Task statement: Scan the lines below for "request" and copy the matches.

Saved entries
= = = =
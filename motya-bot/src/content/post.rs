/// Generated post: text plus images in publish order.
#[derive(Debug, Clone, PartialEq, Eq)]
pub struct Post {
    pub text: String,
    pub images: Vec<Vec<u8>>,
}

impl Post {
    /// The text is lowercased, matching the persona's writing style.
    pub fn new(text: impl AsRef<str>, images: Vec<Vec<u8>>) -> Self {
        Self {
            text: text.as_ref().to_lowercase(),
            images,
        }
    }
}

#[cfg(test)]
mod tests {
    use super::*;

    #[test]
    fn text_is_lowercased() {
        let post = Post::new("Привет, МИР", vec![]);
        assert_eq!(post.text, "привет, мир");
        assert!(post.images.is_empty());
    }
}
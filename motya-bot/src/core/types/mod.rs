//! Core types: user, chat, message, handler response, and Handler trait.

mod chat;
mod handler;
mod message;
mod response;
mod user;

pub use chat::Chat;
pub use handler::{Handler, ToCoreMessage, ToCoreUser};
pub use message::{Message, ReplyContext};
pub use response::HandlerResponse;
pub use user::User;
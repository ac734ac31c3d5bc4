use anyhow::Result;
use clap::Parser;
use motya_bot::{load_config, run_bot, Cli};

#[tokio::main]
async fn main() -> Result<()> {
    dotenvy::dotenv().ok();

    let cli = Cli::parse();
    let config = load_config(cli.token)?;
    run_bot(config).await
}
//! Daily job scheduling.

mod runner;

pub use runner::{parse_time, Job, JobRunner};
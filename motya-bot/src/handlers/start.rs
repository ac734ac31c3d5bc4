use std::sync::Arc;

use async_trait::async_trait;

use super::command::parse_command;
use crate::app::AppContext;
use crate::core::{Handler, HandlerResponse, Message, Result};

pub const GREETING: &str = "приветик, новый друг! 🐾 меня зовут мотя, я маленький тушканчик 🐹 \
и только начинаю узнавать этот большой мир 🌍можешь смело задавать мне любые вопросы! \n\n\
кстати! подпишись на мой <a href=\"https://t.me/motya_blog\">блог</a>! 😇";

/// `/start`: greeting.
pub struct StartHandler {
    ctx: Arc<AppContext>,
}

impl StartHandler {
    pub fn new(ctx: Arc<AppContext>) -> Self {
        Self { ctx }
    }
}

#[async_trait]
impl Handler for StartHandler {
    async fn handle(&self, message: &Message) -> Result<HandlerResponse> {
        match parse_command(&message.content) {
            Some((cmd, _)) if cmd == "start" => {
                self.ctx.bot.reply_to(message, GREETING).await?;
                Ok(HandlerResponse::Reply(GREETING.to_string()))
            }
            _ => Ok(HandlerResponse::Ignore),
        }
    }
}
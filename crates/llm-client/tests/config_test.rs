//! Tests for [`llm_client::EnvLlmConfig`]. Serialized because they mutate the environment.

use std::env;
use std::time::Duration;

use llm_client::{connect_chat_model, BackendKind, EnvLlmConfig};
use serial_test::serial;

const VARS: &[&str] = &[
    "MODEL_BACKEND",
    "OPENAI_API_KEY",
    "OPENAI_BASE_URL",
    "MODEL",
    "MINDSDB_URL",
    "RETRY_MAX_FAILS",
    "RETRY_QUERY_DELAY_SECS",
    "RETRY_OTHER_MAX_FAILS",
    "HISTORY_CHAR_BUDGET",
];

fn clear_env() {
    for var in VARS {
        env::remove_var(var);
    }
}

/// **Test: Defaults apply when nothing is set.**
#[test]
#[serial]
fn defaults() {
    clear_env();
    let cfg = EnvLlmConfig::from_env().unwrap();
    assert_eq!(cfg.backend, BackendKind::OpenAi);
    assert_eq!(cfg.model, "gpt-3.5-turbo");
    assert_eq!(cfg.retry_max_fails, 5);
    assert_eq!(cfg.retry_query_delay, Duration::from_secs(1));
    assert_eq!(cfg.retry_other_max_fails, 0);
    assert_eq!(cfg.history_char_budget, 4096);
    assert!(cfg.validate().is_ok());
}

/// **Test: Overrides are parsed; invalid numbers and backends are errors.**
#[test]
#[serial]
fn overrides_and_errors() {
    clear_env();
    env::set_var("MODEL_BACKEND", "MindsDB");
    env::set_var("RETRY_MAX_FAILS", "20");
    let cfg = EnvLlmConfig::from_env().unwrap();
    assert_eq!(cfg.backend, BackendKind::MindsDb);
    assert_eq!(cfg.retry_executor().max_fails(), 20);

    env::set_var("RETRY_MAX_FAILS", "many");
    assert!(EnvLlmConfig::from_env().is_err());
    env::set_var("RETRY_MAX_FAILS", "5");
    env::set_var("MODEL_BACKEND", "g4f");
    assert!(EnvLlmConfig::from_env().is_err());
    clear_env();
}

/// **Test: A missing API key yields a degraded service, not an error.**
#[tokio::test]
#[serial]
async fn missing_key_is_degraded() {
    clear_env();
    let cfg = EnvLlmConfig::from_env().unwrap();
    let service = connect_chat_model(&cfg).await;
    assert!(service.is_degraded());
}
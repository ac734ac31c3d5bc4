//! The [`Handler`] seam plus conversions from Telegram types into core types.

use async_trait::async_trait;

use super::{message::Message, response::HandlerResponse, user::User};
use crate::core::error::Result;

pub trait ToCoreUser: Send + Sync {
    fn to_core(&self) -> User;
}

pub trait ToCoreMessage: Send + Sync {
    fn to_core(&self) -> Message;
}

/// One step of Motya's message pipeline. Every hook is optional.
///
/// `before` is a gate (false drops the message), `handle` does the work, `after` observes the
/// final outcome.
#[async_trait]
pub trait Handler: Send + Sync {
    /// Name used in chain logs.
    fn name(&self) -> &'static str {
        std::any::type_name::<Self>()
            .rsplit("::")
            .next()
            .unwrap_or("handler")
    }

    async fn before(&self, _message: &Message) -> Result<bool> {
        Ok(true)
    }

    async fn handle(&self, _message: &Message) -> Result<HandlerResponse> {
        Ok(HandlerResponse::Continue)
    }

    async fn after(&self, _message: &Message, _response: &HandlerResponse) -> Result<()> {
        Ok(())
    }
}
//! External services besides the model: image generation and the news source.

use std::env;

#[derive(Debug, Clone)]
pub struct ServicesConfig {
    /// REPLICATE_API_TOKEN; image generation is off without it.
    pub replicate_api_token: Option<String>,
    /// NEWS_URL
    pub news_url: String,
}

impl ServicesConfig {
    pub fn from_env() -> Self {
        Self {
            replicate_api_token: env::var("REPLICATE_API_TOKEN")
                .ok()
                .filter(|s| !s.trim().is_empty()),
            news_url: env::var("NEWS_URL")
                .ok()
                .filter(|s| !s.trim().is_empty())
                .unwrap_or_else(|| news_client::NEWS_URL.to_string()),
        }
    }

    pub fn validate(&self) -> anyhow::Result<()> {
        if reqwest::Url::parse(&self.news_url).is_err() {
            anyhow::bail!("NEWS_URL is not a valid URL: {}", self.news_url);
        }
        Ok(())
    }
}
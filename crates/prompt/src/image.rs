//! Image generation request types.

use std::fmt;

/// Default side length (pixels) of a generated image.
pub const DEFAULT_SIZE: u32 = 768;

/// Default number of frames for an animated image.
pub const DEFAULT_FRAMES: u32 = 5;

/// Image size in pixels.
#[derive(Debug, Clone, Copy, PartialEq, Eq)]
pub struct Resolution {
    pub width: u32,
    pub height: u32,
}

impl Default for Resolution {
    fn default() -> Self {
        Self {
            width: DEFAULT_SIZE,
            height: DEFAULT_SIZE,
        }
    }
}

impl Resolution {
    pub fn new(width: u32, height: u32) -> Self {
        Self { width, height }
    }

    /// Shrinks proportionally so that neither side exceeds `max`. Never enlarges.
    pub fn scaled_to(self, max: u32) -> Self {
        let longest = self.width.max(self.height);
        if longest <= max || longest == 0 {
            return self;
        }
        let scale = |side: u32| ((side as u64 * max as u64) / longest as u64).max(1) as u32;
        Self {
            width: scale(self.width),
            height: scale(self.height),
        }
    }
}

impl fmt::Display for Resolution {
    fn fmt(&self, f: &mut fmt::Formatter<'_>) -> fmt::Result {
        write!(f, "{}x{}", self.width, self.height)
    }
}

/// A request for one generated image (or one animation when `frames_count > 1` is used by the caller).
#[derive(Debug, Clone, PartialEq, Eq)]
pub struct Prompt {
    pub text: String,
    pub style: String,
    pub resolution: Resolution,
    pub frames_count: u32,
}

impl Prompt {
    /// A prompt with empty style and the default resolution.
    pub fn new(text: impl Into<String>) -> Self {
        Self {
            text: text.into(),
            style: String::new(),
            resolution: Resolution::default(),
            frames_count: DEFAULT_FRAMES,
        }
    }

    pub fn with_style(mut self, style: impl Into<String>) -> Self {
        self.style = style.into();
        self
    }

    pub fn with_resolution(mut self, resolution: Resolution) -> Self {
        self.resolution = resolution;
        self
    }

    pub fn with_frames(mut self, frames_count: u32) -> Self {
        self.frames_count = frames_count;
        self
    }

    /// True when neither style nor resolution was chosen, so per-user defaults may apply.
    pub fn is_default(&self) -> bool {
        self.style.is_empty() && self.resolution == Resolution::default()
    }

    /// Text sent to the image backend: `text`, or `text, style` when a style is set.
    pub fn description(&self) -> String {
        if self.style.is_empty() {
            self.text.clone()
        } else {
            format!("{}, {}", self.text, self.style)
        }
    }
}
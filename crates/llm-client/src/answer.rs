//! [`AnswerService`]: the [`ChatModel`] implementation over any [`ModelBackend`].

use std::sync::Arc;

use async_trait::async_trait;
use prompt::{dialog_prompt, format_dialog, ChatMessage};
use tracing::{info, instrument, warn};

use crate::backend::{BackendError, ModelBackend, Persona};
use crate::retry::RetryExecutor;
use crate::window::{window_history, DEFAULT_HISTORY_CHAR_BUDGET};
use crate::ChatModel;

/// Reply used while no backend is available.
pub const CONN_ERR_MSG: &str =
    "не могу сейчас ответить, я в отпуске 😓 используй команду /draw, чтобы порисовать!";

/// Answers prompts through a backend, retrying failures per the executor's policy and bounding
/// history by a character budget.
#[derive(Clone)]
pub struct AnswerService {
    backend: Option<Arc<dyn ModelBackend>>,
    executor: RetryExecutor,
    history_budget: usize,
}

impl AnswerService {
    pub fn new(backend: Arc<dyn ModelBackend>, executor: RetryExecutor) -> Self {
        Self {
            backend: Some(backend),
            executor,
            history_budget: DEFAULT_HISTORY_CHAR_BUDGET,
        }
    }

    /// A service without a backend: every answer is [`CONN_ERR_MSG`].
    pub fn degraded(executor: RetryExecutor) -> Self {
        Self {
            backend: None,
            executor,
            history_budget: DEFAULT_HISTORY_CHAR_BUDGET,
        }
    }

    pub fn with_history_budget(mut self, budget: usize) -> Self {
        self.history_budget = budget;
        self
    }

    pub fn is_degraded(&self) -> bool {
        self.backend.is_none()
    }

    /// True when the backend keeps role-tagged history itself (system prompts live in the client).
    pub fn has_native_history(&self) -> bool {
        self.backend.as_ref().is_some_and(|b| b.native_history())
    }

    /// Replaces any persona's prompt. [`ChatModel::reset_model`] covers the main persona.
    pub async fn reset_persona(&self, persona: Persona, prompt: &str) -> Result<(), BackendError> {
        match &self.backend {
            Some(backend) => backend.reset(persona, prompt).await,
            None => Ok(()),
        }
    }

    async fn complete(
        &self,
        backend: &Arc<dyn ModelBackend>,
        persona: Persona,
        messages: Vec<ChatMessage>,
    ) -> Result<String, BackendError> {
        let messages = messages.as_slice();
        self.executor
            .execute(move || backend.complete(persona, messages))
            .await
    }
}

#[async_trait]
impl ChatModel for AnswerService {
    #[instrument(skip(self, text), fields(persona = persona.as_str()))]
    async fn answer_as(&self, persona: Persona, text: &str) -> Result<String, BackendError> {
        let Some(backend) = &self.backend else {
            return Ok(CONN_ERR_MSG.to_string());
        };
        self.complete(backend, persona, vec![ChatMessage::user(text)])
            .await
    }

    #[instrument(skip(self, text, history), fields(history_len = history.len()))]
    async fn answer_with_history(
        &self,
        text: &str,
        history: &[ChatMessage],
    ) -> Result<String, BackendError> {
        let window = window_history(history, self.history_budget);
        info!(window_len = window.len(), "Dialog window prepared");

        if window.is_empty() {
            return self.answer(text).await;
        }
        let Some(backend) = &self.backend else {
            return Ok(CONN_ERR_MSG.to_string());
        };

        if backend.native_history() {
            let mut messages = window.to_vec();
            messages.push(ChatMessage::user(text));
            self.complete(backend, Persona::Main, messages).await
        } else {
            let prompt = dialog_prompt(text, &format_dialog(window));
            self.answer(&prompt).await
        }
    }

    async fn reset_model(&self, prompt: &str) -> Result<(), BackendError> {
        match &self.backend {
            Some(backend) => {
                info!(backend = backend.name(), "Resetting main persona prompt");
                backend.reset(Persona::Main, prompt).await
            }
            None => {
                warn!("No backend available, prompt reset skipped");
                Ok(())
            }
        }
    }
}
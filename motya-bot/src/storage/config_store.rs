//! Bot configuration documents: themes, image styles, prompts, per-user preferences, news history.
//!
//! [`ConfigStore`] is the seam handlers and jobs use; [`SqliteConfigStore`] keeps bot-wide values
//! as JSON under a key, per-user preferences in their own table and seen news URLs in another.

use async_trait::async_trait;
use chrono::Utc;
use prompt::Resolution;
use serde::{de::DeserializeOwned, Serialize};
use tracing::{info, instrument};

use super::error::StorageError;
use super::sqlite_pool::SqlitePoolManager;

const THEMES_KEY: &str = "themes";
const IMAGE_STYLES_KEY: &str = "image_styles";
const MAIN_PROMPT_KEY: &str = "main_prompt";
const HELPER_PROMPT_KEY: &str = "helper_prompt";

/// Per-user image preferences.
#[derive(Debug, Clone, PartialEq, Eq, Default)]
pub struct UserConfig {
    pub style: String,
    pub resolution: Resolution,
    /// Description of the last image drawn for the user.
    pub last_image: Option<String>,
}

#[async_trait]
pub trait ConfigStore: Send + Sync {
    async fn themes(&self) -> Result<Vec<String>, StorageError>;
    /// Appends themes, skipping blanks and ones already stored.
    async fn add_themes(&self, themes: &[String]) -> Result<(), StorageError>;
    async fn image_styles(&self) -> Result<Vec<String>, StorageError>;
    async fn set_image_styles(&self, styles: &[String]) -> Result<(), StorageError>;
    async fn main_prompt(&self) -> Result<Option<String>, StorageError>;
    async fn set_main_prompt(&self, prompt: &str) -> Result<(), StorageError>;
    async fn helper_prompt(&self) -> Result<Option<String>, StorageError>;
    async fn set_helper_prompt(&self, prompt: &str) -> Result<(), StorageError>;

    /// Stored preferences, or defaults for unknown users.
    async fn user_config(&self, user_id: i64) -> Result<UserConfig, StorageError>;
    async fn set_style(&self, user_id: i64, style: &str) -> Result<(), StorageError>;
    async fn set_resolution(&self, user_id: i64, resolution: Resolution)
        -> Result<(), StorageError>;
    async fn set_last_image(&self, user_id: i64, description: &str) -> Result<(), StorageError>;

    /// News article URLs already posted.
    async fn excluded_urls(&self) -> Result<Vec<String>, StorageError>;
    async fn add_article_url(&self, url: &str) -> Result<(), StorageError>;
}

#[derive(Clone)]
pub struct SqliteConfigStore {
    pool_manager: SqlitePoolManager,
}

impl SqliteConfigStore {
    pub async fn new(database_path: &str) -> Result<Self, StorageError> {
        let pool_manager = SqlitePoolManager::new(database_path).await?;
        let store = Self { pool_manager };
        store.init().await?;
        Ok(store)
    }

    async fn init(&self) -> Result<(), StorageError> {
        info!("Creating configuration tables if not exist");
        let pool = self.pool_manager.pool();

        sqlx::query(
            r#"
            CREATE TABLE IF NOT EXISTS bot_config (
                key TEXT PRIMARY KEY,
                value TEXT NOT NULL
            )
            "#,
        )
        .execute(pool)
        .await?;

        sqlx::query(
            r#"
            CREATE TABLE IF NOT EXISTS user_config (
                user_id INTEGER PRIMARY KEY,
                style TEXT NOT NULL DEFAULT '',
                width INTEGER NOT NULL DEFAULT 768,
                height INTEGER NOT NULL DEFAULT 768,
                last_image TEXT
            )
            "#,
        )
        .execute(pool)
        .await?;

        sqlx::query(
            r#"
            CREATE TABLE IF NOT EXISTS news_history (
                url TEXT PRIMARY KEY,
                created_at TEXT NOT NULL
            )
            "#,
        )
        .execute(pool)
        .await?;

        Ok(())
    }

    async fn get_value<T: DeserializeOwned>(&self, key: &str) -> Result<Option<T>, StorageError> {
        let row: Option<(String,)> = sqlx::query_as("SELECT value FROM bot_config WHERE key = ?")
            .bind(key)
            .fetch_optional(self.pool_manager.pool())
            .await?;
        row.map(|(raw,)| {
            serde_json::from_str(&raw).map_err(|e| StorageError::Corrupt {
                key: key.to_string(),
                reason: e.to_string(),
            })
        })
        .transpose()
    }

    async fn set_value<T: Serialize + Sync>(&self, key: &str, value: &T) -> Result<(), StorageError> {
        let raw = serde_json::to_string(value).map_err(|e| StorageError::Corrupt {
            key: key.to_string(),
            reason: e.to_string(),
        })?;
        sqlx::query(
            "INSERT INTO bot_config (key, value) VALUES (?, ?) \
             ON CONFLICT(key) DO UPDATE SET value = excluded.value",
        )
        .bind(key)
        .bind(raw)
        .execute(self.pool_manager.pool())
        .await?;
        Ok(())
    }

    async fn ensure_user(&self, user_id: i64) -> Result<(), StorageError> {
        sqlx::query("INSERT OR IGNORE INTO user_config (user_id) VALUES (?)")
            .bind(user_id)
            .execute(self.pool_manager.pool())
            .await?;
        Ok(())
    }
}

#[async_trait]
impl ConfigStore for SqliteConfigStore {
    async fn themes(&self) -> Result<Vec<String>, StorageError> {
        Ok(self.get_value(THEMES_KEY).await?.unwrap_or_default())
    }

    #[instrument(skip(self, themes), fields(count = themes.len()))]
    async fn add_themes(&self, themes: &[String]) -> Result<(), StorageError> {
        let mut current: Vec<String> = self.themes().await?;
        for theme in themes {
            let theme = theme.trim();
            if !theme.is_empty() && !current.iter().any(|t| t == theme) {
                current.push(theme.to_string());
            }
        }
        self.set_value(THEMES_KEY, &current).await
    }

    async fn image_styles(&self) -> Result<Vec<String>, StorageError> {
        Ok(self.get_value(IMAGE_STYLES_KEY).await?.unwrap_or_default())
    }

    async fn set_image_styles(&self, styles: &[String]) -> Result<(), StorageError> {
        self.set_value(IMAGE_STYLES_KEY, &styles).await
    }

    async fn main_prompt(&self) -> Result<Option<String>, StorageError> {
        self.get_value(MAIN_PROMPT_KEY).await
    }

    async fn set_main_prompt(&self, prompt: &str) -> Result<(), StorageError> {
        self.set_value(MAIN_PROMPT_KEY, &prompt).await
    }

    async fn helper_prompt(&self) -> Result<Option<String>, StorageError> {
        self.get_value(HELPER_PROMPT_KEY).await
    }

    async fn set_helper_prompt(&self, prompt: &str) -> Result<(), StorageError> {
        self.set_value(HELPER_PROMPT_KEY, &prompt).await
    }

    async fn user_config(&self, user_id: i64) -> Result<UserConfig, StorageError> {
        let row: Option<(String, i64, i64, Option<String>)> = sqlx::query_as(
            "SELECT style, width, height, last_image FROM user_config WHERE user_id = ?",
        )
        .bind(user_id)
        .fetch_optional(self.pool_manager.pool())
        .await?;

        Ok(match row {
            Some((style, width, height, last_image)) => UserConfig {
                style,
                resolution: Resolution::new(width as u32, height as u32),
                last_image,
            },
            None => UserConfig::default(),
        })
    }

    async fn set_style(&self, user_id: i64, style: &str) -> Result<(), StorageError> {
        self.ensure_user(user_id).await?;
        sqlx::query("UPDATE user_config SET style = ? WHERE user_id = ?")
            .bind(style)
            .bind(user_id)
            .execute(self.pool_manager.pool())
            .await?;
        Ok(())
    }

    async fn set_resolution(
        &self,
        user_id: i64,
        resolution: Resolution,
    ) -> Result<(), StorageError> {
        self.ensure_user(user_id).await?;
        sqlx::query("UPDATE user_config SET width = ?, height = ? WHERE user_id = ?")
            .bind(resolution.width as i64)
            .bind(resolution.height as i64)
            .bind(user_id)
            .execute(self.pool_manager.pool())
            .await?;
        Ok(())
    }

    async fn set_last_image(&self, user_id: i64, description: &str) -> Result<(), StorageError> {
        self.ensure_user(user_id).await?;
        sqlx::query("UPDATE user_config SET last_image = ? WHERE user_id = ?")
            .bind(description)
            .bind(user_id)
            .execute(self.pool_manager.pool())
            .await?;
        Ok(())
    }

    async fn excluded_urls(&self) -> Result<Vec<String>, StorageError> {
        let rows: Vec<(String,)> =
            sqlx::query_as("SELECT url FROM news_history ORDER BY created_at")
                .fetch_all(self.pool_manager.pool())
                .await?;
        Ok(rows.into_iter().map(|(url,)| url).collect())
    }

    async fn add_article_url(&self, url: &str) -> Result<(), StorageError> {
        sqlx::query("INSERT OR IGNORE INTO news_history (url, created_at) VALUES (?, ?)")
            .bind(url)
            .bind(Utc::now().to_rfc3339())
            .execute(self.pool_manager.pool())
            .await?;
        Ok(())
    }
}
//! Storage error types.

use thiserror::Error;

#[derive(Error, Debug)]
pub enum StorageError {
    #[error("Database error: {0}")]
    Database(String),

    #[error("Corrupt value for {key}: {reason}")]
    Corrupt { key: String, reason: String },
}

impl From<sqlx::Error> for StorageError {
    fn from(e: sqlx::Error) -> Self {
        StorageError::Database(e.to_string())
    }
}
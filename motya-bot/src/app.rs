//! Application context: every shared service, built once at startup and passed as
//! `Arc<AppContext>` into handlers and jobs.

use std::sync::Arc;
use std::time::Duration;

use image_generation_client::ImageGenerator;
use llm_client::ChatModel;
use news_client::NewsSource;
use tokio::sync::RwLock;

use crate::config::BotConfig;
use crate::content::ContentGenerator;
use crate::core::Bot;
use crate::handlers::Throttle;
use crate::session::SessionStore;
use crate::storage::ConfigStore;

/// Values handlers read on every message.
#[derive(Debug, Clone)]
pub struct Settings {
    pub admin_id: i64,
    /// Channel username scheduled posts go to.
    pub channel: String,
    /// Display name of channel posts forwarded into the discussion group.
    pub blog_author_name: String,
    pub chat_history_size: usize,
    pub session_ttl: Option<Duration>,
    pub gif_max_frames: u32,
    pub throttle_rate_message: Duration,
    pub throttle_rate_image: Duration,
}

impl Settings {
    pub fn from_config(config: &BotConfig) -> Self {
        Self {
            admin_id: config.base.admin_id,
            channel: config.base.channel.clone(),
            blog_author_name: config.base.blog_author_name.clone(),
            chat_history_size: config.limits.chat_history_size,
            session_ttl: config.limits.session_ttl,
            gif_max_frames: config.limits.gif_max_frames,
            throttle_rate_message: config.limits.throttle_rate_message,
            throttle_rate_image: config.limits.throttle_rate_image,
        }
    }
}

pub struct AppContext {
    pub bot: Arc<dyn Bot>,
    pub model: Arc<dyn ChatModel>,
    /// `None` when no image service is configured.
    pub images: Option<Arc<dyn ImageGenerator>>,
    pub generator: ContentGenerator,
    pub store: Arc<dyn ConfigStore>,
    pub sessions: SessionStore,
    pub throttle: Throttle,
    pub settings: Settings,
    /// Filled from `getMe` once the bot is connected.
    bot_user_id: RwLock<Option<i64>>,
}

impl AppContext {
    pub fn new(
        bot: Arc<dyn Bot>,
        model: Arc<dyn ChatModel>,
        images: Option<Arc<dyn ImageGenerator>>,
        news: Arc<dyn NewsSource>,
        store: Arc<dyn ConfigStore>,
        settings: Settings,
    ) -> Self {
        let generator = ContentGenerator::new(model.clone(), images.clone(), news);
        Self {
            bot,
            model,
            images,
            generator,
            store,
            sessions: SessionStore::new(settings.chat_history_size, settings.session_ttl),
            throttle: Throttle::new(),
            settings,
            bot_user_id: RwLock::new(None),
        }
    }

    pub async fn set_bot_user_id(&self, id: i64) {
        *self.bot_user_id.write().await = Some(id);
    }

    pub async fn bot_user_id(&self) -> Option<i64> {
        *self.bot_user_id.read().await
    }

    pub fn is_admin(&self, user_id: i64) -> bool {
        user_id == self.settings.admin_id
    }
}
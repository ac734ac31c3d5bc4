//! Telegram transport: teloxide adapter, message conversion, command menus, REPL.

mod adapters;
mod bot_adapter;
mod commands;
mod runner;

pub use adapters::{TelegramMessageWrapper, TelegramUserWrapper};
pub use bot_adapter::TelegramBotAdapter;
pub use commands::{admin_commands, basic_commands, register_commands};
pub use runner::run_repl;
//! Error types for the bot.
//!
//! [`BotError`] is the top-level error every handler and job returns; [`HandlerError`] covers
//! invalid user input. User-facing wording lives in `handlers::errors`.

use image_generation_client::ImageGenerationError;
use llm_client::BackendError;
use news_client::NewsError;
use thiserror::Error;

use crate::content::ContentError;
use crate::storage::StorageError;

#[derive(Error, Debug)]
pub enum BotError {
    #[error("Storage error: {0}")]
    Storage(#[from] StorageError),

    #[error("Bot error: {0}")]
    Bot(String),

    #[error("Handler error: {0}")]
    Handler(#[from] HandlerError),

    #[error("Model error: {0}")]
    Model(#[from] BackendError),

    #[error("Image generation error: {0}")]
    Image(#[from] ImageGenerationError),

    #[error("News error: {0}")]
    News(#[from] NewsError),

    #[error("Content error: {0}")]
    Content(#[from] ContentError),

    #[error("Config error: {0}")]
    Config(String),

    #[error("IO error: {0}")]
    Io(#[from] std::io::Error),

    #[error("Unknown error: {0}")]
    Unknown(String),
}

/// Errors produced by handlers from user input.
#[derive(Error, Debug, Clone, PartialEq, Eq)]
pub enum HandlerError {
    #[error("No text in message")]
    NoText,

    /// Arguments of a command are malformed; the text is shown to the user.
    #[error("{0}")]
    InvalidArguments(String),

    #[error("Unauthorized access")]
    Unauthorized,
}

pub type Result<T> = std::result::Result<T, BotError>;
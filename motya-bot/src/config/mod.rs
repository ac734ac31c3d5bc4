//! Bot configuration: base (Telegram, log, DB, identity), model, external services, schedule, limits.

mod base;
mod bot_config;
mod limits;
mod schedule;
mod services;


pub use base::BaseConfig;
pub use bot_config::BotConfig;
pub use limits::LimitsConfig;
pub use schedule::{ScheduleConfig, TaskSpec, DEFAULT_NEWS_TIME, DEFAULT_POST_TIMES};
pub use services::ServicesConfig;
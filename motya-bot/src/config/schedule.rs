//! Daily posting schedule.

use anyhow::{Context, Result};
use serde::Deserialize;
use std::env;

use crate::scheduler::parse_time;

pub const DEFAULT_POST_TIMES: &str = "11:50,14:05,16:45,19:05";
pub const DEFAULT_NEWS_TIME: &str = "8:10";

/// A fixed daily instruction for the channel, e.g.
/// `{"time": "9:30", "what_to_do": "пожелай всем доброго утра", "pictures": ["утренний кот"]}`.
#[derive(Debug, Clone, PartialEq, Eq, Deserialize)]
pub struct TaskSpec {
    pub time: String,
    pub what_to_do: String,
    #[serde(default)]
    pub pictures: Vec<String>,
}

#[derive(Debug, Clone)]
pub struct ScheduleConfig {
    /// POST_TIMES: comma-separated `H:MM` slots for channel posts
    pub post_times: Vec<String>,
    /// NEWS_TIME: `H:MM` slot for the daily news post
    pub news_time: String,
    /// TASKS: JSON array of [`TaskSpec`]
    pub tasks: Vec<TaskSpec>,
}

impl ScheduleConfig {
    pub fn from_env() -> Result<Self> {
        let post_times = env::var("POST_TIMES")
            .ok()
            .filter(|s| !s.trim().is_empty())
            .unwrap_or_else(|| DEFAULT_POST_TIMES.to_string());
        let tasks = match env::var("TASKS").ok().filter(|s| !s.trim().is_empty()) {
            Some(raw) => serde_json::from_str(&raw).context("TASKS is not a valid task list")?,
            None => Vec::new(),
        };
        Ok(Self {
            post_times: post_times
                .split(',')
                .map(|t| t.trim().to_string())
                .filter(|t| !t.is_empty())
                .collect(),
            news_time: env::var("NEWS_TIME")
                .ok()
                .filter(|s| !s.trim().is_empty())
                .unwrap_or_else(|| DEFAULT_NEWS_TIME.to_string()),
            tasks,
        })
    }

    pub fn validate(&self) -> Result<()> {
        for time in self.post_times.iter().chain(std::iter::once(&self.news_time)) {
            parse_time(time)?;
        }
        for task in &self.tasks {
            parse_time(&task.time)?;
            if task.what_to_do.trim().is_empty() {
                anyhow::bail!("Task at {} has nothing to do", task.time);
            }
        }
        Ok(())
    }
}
= = = =
Problem solution:
//! Image generation request types.
/// A request for one generated image (or one animation when `frames_count > 1` is used by the caller).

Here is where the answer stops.